INSTRUCTIONS FOR THE TASK: Below is a listing. Set down exactly the lines from the one containing "filename crates/surge-coordinator/src/registry.rs" through the one containing "pub trait DirectiveSink: Send", both ends included, and leave out the rest.

ENTRIES SHOWN:
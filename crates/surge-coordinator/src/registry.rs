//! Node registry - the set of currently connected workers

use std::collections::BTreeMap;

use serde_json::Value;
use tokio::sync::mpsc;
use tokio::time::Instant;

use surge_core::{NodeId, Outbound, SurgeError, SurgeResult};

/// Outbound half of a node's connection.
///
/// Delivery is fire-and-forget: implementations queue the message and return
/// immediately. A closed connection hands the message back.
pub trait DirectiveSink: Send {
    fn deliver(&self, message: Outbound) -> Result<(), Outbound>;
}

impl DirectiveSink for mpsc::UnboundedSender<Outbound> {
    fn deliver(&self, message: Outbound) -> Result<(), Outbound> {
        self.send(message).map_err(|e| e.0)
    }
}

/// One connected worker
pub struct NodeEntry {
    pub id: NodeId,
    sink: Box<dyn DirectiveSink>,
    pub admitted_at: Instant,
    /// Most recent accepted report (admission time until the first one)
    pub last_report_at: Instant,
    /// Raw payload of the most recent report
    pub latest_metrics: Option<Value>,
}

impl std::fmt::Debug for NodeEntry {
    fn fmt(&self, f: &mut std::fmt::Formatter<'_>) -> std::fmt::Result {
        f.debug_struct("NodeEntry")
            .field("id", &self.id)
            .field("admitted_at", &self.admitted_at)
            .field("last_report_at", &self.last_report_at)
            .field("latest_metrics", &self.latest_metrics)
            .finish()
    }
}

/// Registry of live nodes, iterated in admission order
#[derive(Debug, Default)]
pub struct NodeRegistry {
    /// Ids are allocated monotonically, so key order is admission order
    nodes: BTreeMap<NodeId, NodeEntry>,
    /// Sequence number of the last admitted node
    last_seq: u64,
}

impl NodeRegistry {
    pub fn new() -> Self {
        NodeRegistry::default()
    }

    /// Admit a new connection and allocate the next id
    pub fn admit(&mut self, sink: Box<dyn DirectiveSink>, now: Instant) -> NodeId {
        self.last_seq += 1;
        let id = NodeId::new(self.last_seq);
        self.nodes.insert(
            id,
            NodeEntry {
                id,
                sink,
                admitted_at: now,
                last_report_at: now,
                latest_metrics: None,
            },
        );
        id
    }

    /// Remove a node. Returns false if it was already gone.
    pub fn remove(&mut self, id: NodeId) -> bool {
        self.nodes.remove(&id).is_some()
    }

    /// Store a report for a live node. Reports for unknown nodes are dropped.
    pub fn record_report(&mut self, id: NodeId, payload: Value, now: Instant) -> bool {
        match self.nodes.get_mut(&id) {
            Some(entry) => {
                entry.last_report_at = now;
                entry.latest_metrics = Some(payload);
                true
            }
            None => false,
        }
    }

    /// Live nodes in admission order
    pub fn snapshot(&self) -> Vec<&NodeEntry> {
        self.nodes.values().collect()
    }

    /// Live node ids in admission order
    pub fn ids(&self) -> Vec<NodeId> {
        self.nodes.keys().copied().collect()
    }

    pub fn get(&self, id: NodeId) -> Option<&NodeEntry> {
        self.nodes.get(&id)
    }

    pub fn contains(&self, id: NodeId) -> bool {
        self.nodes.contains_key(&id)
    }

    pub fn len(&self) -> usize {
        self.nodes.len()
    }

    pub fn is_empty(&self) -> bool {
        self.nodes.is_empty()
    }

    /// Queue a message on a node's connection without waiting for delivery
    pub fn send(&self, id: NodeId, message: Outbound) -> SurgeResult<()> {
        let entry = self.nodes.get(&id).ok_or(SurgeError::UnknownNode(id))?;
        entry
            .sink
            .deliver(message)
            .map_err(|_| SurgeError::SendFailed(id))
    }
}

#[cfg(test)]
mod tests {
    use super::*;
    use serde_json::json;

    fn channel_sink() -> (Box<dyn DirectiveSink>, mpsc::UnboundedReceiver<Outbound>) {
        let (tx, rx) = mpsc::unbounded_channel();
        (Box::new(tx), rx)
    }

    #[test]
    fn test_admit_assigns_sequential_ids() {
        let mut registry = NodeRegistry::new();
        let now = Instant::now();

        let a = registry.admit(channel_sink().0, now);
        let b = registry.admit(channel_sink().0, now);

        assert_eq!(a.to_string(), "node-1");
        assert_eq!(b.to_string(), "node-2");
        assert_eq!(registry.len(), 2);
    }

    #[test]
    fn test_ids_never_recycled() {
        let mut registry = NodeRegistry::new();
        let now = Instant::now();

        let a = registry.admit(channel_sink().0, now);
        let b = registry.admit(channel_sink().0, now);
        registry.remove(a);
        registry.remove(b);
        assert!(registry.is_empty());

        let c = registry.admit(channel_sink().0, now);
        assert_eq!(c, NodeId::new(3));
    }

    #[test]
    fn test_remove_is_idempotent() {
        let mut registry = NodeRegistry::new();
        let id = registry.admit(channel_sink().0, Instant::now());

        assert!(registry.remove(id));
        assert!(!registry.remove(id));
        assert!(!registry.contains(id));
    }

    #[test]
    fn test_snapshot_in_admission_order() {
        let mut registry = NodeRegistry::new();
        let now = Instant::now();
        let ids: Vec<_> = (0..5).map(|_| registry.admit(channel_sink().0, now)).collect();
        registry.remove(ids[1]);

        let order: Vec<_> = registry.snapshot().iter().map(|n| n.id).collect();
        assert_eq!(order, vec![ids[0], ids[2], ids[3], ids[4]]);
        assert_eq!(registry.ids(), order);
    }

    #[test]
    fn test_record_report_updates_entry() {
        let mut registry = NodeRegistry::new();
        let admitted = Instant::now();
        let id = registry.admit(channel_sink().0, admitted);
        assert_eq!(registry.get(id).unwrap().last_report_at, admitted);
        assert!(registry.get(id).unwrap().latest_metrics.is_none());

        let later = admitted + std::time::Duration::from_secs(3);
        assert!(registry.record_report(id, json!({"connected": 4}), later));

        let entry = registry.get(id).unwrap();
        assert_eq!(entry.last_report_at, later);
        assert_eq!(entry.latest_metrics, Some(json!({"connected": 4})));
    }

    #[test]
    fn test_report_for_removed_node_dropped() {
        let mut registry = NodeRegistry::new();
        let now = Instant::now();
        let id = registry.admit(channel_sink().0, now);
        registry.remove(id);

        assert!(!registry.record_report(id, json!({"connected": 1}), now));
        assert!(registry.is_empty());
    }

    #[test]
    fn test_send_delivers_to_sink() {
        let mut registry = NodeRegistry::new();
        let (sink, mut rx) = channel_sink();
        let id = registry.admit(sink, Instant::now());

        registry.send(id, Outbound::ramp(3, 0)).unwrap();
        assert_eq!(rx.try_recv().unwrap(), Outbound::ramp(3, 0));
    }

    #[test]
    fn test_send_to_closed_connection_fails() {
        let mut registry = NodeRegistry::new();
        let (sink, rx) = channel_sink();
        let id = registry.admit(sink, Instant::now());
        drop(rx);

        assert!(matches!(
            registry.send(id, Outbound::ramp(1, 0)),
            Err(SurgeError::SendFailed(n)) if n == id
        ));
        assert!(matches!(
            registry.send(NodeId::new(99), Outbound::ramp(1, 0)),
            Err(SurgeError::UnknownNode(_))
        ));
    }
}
--
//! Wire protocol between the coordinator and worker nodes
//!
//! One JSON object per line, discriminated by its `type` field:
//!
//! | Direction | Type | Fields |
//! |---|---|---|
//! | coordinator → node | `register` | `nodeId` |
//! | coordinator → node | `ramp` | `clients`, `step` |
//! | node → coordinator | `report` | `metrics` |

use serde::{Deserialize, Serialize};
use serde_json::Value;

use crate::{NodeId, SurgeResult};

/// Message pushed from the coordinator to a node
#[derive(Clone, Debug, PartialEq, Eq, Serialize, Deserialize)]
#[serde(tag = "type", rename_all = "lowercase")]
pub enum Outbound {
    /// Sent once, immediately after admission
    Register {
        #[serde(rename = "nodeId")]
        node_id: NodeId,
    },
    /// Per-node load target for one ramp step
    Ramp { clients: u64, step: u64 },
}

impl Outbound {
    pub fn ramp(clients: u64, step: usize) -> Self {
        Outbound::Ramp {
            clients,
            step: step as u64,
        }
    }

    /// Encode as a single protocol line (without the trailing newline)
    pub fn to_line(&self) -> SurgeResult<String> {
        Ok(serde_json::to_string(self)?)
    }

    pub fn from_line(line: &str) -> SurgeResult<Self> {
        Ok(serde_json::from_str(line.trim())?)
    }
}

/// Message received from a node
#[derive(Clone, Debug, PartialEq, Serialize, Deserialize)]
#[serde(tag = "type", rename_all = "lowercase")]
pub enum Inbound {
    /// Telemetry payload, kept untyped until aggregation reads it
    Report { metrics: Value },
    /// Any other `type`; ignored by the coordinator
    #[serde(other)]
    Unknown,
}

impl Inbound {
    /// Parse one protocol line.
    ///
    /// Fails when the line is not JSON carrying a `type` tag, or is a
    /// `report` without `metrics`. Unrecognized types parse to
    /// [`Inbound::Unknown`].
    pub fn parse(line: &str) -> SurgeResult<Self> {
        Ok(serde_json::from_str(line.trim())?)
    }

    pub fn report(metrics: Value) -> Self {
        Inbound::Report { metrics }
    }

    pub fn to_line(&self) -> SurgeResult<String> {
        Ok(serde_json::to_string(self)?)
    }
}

ANSWER TO THE PROBLEM:
filename crates/surge-coordinator/src/registry.rs
//! Node registry - the set of currently connected workers

use std::collections::BTreeMap;

use serde_json::Value;
use tokio::sync::mpsc;
use tokio::time::Instant;

use surge_core::{NodeId, Outbound, SurgeError, SurgeResult};

/// Outbound half of a node's connection.
///
/// Delivery is fire-and-forget: implementations queue the message and return
/// immediately. A closed connection hands the message back.
pub trait DirectiveSink: Send {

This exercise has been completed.